▶ Task:
Return the lines exactly as they stand, from the first of the material through the line containing "impl Validate for BatchCreateChannelMembershipRequest".
────────────────────────────────────────
//! Channel membership operations and per-member preferences.

use serde::{Deserialize, Serialize};

use super::{validate_page, NoContent, Operation};
use crate::entities::{
    BatchChannelMemberships, BatchCreateChannelMembershipError, ChannelMembership,
    ChannelMembershipForAppInstanceUserSummary, ChannelMembershipPreferences,
    ChannelMembershipSummary, Identity,
};
use crate::types::{ChannelMembershipType, MessagingResult};
use crate::utils::display::impl_display;
use crate::utils::validation::{Validate, Validator};

/// Add up to 100 members to a channel in one call.
#[serde_with::skip_serializing_none]
#[derive(Debug, Clone, Default, PartialEq, Eq, Hash, Serialize, Deserialize)]
#[serde(rename_all = "PascalCase")]
pub struct BatchCreateChannelMembershipRequest {
    pub channel_arn: String,
    #[serde(rename = "Type", default)]
    pub membership_type: Option<ChannelMembershipType>,
    pub member_arns: Vec<String>,
    pub chime_bearer: String,
    #[serde(default)]
    pub sub_channel_id: Option<String>,
}

impl Validate for BatchCreateChannelMembershipRequest {
    fn validate(&self) -> MessagingResult<()> {
        Validator::arn("ChannelArn", &self.channel_arn)?;
        Validator::list_length("MemberArns", self.member_arns.len(), 1, 100)?;
        Validator::arns("MemberArns", &self.member_arns)?;
        Validator::arn("ChimeBearer", &self.chime_bearer)?;
        if let Some(sub_channel_id) = &self.sub_channel_id {
            Validator::sub_channel_id("SubChannelId", sub_channel_id)?;
        }
        Ok(())
    }
}

impl Operation for BatchCreateChannelMembershipRequest {
    const NAME: &'static str = "BatchCreateChannelMembership";
    type Output = BatchCreateChannelMembershipResponse;

    fn chime_bearer(&self) -> Option<&str> {
        Some(&self.chime_bearer)
    }
}

/// Memberships that were created and the members that were rejected.
#[serde_with::skip_serializing_none]
#[derive(Debug, Clone, Default, PartialEq, Eq, Hash, Serialize, Deserialize)]
#[serde(rename_all = "PascalCase", default)]
pub struct BatchCreateChannelMembershipResponse {
    pub batch_channel_memberships: Option<BatchChannelMemberships>,
    pub errors: Option<Vec<BatchCreateChannelMembershipError>>,
}

impl BatchCreateChannelMembershipResponse {
    /// Check if at least one member was rejected
    pub fn has_errors(&self) -> bool {
        self.errors.as_ref().map_or(false, |errors| !errors.is_empty())
    }
}

#[serde_with::skip_serializing_none]
#[derive(Debug, Clone, Default, PartialEq, Eq, Hash, Serialize, Deserialize)]
#[serde(rename_all = "PascalCase")]
pub struct CreateChannelMembershipRequest {
    pub channel_arn: String,
    pub member_arn: String,
    #[serde(rename = "Type")]
    pub membership_type: ChannelMembershipType,
    pub chime_bearer: String,
    #[serde(default)]
    pub sub_channel_id: Option<String>,
}

impl Validate for CreateChannelMembershipRequest {
    fn validate(&self) -> MessagingResult<()> {
        Validator::arn("ChannelArn", &self.channel_arn)?;
        Validator::arn("MemberArn", &self.member_arn)?;
        Validator::arn("ChimeBearer", &self.chime_bearer)?;
        if let Some(sub_channel_id) = &self.sub_channel_id {
            Validator::sub_channel_id("SubChannelId", sub_channel_id)?;
        }
        Ok(())
    }
}

impl Operation for CreateChannelMembershipRequest {
    const NAME: &'static str = "CreateChannelMembership";
    type Output = CreateChannelMembershipResponse;

    fn chime_bearer(&self) -> Option<&str> {
        Some(&self.chime_bearer)
    }
}

#[serde_with::skip_serializing_none]
#[derive(Debug, Clone, Default, PartialEq, Eq, Hash, Serialize, Deserialize)]
#[serde(rename_all = "PascalCase", default)]
pub struct CreateChannelMembershipResponse {
    pub channel_arn: Option<String>,
    pub member: Option<Identity>,
    pub sub_channel_id: Option<String>,
}

#[serde_with::skip_serializing_none]
#[derive(Debug, Clone, Default, PartialEq, Eq, Hash, Serialize, Deserialize)]
#[serde(rename_all = "PascalCase")]
pub struct DeleteChannelMembershipRequest {
    pub channel_arn: String,
    pub member_arn: String,
    pub chime_bearer: String,
    #[serde(default)]
    pub sub_channel_id: Option<String>,
}

impl Validate for DeleteChannelMembershipRequest {
    fn validate(&self) -> MessagingResult<()> {
        Validator::arn("ChannelArn", &self.channel_arn)?;
        Validator::arn("MemberArn", &self.member_arn)?;
        Validator::arn("ChimeBearer", &self.chime_bearer)?;
        if let Some(sub_channel_id) = &self.sub_channel_id {
            Validator::sub_channel_id("SubChannelId", sub_channel_id)?;
        }
        Ok(())
    }
}

impl Operation for DeleteChannelMembershipRequest {
    const NAME: &'static str = "DeleteChannelMembership";
    type Output = NoContent;

    fn chime_bearer(&self) -> Option<&str> {
        Some(&self.chime_bearer)
    }
}

#[serde_with::skip_serializing_none]
#[derive(Debug, Clone, Default, PartialEq, Eq, Hash, Serialize, Deserialize)]
#[serde(rename_all = "PascalCase")]
pub struct DescribeChannelMembershipRequest {
    pub channel_arn: String,
    pub member_arn: String,
    pub chime_bearer: String,
    #[serde(default)]
    pub sub_channel_id: Option<String>,
}

impl Validate for DescribeChannelMembershipRequest {
    fn validate(&self) -> MessagingResult<()> {
        Validator::arn("ChannelArn", &self.channel_arn)?;
        Validator::arn("MemberArn", &self.member_arn)?;
        Validator::arn("ChimeBearer", &self.chime_bearer)?;
        if let Some(sub_channel_id) = &self.sub_channel_id {
            Validator::sub_channel_id("SubChannelId", sub_channel_id)?;
        }
        Ok(())
    }
}

impl Operation for DescribeChannelMembershipRequest {
    const NAME: &'static str = "DescribeChannelMembership";
    type Output = DescribeChannelMembershipResponse;

    fn chime_bearer(&self) -> Option<&str> {
        Some(&self.chime_bearer)
    }
}

#[serde_with::skip_serializing_none]
#[derive(Debug, Clone, Default, PartialEq, Eq, Hash, Serialize, Deserialize)]
#[serde(rename_all = "PascalCase", default)]
pub struct DescribeChannelMembershipResponse {
    pub channel_membership: Option<ChannelMembership>,
}

/// Describe the membership of an `AppInstanceUser` in one channel.
#[derive(Debug, Clone, Default, PartialEq, Eq, Hash, Serialize, Deserialize)]
#[serde(rename_all = "PascalCase")]
pub struct DescribeChannelMembershipForAppInstanceUserRequest {
    pub channel_arn: String,
    pub app_instance_user_arn: String,
    pub chime_bearer: String,
}

impl Validate for DescribeChannelMembershipForAppInstanceUserRequest {
    fn validate(&self) -> MessagingResult<()> {
        Validator::arn("ChannelArn", &self.channel_arn)?;
        Validator::arn("AppInstanceUserArn", &self.app_instance_user_arn)?;
        Validator::arn("ChimeBearer", &self.chime_bearer)
    }
}

impl Operation for DescribeChannelMembershipForAppInstanceUserRequest {
    const NAME: &'static str = "DescribeChannelMembershipForAppInstanceUser";
    type Output = DescribeChannelMembershipForAppInstanceUserResponse;

    fn chime_bearer(&self) -> Option<&str> {
        Some(&self.chime_bearer)
    }
}

#[serde_with::skip_serializing_none]
#[derive(Debug, Clone, Default, PartialEq, Eq, Hash, Serialize, Deserialize)]
#[serde(rename_all = "PascalCase", default)]
pub struct DescribeChannelMembershipForAppInstanceUserResponse {
    pub channel_membership: Option<ChannelMembershipForAppInstanceUserSummary>,
}

/// List the members of a channel, optionally filtered by membership type.
#[serde_with::skip_serializing_none]
#[derive(Debug, Clone, Default, PartialEq, Eq, Hash, Serialize, Deserialize)]
#[serde(rename_all = "PascalCase")]
pub struct ListChannelMembershipsRequest {
    pub channel_arn: String,
    #[serde(rename = "Type", default)]
    pub membership_type: Option<ChannelMembershipType>,
    #[serde(default)]
    pub max_results: Option<i32>,
    #[serde(default)]
    pub next_token: Option<String>,
    pub chime_bearer: String,
    #[serde(default)]
    pub sub_channel_id: Option<String>,
}

impl Validate for ListChannelMembershipsRequest {
    fn validate(&self) -> MessagingResult<()> {
        Validator::arn("ChannelArn", &self.channel_arn)?;
        validate_page(self.max_results, self.next_token.as_deref())?;
        Validator::arn("ChimeBearer", &self.chime_bearer)?;
        if let Some(sub_channel_id) = &self.sub_channel_id {
            Validator::sub_channel_id("SubChannelId", sub_channel_id)?;
        }
        Ok(())
    }
}

impl Operation for ListChannelMembershipsRequest {
    const NAME: &'static str = "ListChannelMemberships";
    type Output = ListChannelMembershipsResponse;

    fn chime_bearer(&self) -> Option<&str> {
        Some(&self.chime_bearer)
    }
}

#[serde_with::skip_serializing_none]
#[derive(Debug, Clone, Default, PartialEq, Eq, Hash, Serialize, Deserialize)]
#[serde(rename_all = "PascalCase", default)]
pub struct ListChannelMembershipsResponse {
    pub channel_arn: Option<String>,
    pub channel_memberships: Option<Vec<ChannelMembershipSummary>>,
    pub next_token: Option<String>,
}

/// List the channels an `AppInstanceUser` belongs to.
#[serde_with::skip_serializing_none]
#[derive(Debug, Clone, Default, PartialEq, Eq, Hash, Serialize, Deserialize)]
#[serde(rename_all = "PascalCase")]
pub struct ListChannelMembershipsForAppInstanceUserRequest {
    /// Defaults to the bearer when absent
    #[serde(default)]
    pub app_instance_user_arn: Option<String>,
    #[serde(default)]
    pub max_results: Option<i32>,
    #[serde(default)]
    pub next_token: Option<String>,
    pub chime_bearer: String,
}

impl Validate for ListChannelMembershipsForAppInstanceUserRequest {
    fn validate(&self) -> MessagingResult<()> {
        if let Some(user) = &self.app_instance_user_arn {
            Validator::arn("AppInstanceUserArn", user)?;
        }
        validate_page(self.max_results, self.next_token.as_deref())?;
        Validator::arn("ChimeBearer", &self.chime_bearer)
    }
}

impl Operation for ListChannelMembershipsForAppInstanceUserRequest {
    const NAME: &'static str = "ListChannelMembershipsForAppInstanceUser";
    type Output = ListChannelMembershipsForAppInstanceUserResponse;

    fn chime_bearer(&self) -> Option<&str> {
        Some(&self.chime_bearer)
    }
}

#[serde_with::skip_serializing_none]
#[derive(Debug, Clone, Default, PartialEq, Eq, Hash, Serialize, Deserialize)]
#[serde(rename_all = "PascalCase", default)]
pub struct ListChannelMembershipsForAppInstanceUserResponse {
    pub channel_memberships: Option<Vec<ChannelMembershipForAppInstanceUserSummary>>,
    pub next_token: Option<String>,
}

#[derive(Debug, Clone, Default, PartialEq, Eq, Hash, Serialize, Deserialize)]
#[serde(rename_all = "PascalCase")]
pub struct GetChannelMembershipPreferencesRequest {
    pub channel_arn: String,
    pub member_arn: String,
    pub chime_bearer: String,
}

impl Validate for GetChannelMembershipPreferencesRequest {
    fn validate(&self) -> MessagingResult<()> {
        Validator::arn("ChannelArn", &self.channel_arn)?;
        Validator::arn("MemberArn", &self.member_arn)?;
        Validator::arn("ChimeBearer", &self.chime_bearer)
    }
}

impl Operation for GetChannelMembershipPreferencesRequest {
    const NAME: &'static str = "GetChannelMembershipPreferences";
    type Output = ChannelMembershipPreferencesResponse;

    fn chime_bearer(&self) -> Option<&str> {
        Some(&self.chime_bearer)
    }
}

/// Set the preferences of a member. Members can only set their own.
#[derive(Debug, Clone, Default, PartialEq, Eq, Hash, Serialize, Deserialize)]
#[serde(rename_all = "PascalCase")]
pub struct PutChannelMembershipPreferencesRequest {
    pub channel_arn: String,
    pub member_arn: String,
    pub chime_bearer: String,
    pub preferences: ChannelMembershipPreferences,
}

impl Validate for PutChannelMembershipPreferencesRequest {
    fn validate(&self) -> MessagingResult<()> {
        Validator::arn("ChannelArn", &self.channel_arn)?;
        Validator::arn("MemberArn", &self.member_arn)?;
        Validator::arn("ChimeBearer", &self.chime_bearer)?;
        Validator::nested("Preferences", &self.preferences)
    }
}

impl Operation for PutChannelMembershipPreferencesRequest {
    const NAME: &'static str = "PutChannelMembershipPreferences";
    type Output = ChannelMembershipPreferencesResponse;

    fn chime_bearer(&self) -> Option<&str> {
        Some(&self.chime_bearer)
    }
}

/// Response of both the get and put preference operations.
#[serde_with::skip_serializing_none]
#[derive(Debug, Clone, Default, PartialEq, Eq, Hash, Serialize, Deserialize)]
#[serde(rename_all = "PascalCase", default)]
pub struct ChannelMembershipPreferencesResponse {
    pub channel_arn: Option<String>,
    pub member: Option<Identity>,
    pub preferences: Option<ChannelMembershipPreferences>,
}

impl_display!(
    BatchCreateChannelMembershipRequest,
    BatchCreateChannelMembershipResponse,
    CreateChannelMembershipRequest,
    CreateChannelMembershipResponse,
    DeleteChannelMembershipRequest,
    DescribeChannelMembershipRequest,
    DescribeChannelMembershipResponse,
    DescribeChannelMembershipForAppInstanceUserRequest,
    DescribeChannelMembershipForAppInstanceUserResponse,
    ListChannelMembershipsRequest,
    ListChannelMembershipsResponse,
    ListChannelMembershipsForAppInstanceUserRequest,
    ListChannelMembershipsForAppInstanceUserResponse,
    GetChannelMembershipPreferencesRequest,
    PutChannelMembershipPreferencesRequest,
    ChannelMembershipPreferencesResponse,
);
────────────────────────────────────────
▶ Written solution:
//! Channel membership operations and per-member preferences.

use serde::{Deserialize, Serialize};

use super::{validate_page, NoContent, Operation};
use crate::entities::{
    BatchChannelMemberships, BatchCreateChannelMembershipError, ChannelMembership,
    ChannelMembershipForAppInstanceUserSummary, ChannelMembershipPreferences,
    ChannelMembershipSummary, Identity,
};
use crate::types::{ChannelMembershipType, MessagingResult};
use crate::utils::display::impl_display;
use crate::utils::validation::{Validate, Validator};

/// Add up to 100 members to a channel in one call.
#[serde_with::skip_serializing_none]
#[derive(Debug, Clone, Default, PartialEq, Eq, Hash, Serialize, Deserialize)]
#[serde(rename_all = "PascalCase")]
pub struct BatchCreateChannelMembershipRequest {
    pub channel_arn: String,
    #[serde(rename = "Type", default)]
    pub membership_type: Option<ChannelMembershipType>,
    pub member_arns: Vec<String>,
    pub chime_bearer: String,
    #[serde(default)]
    pub sub_channel_id: Option<String>,
}

impl Validate for BatchCreateChannelMembershipRequest {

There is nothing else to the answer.